# AIM OF THE EXERCISE:
Using the data beneath, show every line that includes the word "DateTime".

# EXERCISE DATA:
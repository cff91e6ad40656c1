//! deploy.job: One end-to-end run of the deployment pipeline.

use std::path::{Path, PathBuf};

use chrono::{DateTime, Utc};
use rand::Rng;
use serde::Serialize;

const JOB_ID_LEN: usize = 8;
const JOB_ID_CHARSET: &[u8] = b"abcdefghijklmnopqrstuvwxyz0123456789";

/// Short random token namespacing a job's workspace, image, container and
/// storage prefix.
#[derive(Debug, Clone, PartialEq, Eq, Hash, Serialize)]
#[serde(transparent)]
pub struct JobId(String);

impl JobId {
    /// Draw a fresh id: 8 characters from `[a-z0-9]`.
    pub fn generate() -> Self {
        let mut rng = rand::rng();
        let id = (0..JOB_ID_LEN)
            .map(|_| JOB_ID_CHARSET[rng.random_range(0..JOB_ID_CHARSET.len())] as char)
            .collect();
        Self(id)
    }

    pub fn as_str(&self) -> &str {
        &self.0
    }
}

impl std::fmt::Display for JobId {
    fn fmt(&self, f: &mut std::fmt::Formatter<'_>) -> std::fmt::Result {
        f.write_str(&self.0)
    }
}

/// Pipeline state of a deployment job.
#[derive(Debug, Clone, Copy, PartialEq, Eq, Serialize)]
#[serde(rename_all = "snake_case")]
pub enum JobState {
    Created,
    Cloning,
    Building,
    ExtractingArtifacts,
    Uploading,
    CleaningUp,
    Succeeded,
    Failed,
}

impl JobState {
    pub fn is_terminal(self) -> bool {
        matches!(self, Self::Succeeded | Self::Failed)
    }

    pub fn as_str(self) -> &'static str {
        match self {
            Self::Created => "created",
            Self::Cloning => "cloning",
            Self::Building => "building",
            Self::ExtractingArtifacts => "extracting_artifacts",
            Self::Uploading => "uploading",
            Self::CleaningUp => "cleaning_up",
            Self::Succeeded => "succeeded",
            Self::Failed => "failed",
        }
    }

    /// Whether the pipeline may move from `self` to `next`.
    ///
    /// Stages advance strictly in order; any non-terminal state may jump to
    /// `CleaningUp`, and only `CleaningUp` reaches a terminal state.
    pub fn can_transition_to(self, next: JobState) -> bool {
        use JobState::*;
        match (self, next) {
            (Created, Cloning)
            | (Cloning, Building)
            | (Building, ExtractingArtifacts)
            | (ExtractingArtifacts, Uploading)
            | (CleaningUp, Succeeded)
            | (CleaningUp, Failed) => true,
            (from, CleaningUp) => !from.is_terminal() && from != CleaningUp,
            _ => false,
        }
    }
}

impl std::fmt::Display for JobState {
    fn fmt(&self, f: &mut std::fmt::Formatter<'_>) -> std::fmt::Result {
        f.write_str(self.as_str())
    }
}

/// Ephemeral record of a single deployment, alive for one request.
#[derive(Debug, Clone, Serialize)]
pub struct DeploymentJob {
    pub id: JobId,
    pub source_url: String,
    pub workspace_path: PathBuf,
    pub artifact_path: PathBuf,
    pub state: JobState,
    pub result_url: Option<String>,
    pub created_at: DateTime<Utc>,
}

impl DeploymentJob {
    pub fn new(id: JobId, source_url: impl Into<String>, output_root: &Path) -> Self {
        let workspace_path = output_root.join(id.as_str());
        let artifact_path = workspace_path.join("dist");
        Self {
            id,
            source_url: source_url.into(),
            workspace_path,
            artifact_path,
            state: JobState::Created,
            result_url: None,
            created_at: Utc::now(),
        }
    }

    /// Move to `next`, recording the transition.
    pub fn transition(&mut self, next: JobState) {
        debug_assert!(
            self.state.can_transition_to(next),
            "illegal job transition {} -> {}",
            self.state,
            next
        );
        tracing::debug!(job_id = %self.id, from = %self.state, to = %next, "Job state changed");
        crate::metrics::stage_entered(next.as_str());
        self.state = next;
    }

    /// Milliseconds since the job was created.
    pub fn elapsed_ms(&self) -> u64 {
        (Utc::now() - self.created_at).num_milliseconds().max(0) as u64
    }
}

# RESPONSE:
use chrono::{DateTime, Utc};
    pub created_at: DateTime<Utc>,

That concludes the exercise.